◆ **Data supplied**:
--- --- ---

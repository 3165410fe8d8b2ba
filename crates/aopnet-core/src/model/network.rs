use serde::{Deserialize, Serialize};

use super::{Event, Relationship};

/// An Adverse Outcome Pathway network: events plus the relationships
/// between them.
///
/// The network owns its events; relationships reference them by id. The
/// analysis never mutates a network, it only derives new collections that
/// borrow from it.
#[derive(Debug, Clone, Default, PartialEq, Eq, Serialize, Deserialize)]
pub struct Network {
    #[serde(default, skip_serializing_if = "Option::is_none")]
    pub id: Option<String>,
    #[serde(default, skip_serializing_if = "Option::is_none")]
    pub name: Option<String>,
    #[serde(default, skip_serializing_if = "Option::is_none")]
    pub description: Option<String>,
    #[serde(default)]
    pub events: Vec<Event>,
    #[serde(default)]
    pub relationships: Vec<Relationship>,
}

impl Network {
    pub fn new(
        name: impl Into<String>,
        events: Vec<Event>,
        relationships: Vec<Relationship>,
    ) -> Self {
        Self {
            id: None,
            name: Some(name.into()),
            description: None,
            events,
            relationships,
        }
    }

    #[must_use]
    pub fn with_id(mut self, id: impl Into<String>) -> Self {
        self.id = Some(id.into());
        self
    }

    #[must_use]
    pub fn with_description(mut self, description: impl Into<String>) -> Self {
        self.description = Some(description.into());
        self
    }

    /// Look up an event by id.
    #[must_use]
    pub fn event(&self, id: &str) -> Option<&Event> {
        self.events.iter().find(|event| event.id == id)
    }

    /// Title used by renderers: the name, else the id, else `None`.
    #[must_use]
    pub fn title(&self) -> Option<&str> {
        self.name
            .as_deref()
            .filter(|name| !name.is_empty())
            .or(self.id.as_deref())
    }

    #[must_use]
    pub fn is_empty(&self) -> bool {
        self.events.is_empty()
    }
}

--- --- ---

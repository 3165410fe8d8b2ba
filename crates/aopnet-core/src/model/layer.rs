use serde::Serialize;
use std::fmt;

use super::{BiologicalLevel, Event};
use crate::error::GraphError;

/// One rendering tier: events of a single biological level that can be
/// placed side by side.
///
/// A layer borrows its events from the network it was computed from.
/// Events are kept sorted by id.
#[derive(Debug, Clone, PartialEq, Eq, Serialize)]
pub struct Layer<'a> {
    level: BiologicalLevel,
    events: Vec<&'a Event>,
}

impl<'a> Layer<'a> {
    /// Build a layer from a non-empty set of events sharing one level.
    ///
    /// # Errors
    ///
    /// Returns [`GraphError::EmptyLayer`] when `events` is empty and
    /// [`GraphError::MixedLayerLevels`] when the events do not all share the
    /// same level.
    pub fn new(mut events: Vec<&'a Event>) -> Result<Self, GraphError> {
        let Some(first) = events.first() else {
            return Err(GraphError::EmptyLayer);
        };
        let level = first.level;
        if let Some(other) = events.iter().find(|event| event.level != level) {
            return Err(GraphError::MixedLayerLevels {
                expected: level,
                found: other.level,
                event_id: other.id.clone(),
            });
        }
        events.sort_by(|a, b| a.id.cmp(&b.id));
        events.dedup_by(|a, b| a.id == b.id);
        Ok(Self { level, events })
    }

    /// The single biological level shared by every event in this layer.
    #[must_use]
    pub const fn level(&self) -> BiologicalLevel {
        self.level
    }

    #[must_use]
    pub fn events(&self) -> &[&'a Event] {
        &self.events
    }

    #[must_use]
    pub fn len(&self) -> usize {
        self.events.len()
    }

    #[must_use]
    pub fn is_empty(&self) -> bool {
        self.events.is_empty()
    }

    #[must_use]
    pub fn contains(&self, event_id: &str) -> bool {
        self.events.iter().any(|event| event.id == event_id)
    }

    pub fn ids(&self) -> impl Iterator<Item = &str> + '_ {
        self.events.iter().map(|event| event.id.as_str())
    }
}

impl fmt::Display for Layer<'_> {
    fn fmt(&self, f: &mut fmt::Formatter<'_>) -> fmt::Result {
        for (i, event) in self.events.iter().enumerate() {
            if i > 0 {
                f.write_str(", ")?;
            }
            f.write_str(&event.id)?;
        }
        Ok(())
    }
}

--- --- ---

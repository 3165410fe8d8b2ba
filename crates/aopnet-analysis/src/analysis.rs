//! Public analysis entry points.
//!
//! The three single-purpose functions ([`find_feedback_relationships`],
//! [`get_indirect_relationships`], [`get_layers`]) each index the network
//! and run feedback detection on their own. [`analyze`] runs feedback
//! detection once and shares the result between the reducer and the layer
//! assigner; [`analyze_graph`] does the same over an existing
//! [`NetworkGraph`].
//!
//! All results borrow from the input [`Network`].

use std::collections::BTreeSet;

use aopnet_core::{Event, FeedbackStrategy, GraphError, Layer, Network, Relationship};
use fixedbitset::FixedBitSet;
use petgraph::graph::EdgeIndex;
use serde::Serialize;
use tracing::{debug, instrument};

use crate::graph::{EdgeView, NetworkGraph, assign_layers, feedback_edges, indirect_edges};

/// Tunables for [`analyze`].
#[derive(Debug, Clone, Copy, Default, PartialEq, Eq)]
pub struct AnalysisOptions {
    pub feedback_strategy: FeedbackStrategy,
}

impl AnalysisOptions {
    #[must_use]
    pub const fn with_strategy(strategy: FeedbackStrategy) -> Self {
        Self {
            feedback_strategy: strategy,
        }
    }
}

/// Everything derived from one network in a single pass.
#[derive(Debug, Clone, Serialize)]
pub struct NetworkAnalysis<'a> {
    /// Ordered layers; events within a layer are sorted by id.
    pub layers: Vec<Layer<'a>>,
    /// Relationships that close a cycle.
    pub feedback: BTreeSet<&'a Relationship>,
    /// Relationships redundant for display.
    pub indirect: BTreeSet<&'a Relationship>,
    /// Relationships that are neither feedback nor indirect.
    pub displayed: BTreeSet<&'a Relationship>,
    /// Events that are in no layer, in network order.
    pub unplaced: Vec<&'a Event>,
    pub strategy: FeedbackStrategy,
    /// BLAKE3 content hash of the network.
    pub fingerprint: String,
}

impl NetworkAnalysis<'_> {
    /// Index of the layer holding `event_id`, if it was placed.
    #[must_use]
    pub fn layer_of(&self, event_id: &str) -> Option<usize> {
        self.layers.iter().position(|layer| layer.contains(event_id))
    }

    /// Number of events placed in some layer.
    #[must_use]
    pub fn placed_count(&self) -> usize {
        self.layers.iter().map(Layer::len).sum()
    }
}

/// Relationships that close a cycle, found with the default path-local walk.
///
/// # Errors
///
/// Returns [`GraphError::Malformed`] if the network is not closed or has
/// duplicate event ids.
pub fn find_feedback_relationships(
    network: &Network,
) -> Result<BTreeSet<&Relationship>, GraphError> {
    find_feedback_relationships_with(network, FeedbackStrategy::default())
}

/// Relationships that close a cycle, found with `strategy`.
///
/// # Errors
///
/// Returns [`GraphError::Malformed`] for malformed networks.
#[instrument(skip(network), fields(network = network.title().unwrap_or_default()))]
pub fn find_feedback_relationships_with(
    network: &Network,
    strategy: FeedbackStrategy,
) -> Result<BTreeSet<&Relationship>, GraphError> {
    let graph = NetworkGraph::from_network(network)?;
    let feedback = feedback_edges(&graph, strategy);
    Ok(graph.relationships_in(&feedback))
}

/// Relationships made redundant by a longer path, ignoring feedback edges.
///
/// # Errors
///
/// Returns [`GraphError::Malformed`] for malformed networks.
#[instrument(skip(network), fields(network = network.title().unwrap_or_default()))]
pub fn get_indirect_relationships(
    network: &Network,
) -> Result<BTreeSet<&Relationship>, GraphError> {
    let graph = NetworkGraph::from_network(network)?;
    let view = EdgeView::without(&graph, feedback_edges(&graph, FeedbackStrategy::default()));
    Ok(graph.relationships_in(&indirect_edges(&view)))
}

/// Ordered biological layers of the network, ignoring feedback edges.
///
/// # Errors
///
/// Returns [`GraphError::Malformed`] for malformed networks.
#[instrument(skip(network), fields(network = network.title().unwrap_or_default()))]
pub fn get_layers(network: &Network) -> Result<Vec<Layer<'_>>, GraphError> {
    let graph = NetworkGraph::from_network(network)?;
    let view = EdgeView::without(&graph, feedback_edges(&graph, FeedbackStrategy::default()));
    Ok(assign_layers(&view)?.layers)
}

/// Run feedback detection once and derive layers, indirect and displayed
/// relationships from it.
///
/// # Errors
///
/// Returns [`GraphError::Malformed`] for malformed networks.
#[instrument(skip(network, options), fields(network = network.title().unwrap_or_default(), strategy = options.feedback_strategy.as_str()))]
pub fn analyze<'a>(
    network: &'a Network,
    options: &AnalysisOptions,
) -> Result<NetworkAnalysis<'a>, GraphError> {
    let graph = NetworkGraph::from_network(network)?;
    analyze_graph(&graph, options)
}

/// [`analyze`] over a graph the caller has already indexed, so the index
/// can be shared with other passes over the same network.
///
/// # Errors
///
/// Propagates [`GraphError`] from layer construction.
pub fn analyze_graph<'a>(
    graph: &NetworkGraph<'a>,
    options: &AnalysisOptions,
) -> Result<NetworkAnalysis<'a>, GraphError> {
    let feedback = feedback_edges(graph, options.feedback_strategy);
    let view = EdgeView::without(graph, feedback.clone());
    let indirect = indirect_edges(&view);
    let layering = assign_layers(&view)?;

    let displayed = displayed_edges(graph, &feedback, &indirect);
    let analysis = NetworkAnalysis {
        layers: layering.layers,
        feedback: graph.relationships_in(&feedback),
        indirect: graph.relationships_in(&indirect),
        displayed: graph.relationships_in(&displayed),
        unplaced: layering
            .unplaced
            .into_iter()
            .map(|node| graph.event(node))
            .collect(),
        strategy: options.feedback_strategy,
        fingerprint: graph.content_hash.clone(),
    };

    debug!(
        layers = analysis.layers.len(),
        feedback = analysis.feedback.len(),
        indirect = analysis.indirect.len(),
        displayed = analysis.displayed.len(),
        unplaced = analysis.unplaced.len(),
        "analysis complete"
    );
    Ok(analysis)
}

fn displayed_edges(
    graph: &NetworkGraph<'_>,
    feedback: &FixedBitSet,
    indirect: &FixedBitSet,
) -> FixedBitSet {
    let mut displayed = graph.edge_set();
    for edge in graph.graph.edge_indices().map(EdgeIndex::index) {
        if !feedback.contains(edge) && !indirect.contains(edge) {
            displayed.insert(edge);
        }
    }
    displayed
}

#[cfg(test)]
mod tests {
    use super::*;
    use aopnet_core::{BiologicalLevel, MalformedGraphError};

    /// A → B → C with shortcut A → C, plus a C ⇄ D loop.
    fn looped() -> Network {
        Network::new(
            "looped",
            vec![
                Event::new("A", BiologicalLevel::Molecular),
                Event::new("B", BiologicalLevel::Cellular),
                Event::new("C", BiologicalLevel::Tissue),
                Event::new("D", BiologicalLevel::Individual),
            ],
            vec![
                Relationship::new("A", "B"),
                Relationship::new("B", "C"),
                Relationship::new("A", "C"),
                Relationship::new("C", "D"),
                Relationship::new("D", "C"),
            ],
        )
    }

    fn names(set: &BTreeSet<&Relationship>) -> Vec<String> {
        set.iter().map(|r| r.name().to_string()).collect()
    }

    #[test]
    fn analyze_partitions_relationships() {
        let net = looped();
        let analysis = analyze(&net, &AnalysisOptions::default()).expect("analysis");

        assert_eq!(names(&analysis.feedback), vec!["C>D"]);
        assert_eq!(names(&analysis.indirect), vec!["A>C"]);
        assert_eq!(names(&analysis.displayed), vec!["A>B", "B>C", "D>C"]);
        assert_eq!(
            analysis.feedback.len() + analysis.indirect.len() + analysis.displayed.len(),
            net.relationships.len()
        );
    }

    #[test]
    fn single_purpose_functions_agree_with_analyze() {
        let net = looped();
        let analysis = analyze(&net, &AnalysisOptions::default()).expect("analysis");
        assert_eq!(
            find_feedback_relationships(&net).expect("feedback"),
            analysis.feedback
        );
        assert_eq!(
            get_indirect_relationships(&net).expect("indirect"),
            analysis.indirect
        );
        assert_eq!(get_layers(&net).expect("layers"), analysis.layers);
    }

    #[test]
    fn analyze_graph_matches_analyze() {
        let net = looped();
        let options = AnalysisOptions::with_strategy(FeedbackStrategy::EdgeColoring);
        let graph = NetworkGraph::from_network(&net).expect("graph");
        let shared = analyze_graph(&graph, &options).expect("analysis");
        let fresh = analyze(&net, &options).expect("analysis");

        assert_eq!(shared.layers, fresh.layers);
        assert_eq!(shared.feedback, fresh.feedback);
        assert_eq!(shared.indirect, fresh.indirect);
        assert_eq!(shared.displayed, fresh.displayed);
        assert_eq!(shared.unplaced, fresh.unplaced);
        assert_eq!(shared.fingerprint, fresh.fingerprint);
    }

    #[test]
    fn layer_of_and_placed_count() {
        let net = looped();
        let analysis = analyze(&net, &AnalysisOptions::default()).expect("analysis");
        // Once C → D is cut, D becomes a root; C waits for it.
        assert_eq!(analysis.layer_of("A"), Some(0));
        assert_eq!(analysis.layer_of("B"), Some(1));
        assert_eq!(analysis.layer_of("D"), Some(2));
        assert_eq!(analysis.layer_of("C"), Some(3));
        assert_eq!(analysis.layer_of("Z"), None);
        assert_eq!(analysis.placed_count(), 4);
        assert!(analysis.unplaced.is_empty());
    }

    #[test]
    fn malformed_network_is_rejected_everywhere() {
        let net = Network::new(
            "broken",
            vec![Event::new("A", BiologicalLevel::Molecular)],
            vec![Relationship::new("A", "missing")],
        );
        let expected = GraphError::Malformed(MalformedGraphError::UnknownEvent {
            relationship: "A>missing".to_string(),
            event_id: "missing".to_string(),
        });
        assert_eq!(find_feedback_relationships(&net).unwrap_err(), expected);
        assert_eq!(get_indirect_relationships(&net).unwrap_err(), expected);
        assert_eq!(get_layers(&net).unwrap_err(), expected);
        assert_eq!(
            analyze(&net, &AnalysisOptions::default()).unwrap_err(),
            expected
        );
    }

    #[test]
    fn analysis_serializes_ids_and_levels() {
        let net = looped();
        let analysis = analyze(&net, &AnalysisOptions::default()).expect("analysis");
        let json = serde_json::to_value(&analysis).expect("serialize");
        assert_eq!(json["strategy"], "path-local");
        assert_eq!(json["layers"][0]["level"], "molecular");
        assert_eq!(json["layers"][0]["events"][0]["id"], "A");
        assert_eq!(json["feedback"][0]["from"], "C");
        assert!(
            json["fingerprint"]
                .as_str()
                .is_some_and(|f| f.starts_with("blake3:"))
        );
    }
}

--- --- ---

◆ **The problem**:
What lines in the material above hold the string "FeedbackStrategy"? List them.

◆ **Response to the task**:
use aopnet_core::{Event, FeedbackStrategy, GraphError, Layer, Network, Relationship};
    pub feedback_strategy: FeedbackStrategy,
    pub const fn with_strategy(strategy: FeedbackStrategy) -> Self {
    pub strategy: FeedbackStrategy,
    find_feedback_relationships_with(network, FeedbackStrategy::default())
    strategy: FeedbackStrategy,
    let view = EdgeView::without(&graph, feedback_edges(&graph, FeedbackStrategy::default()));
    let view = EdgeView::without(&graph, feedback_edges(&graph, FeedbackStrategy::default()));
        let options = AnalysisOptions::with_strategy(FeedbackStrategy::EdgeColoring);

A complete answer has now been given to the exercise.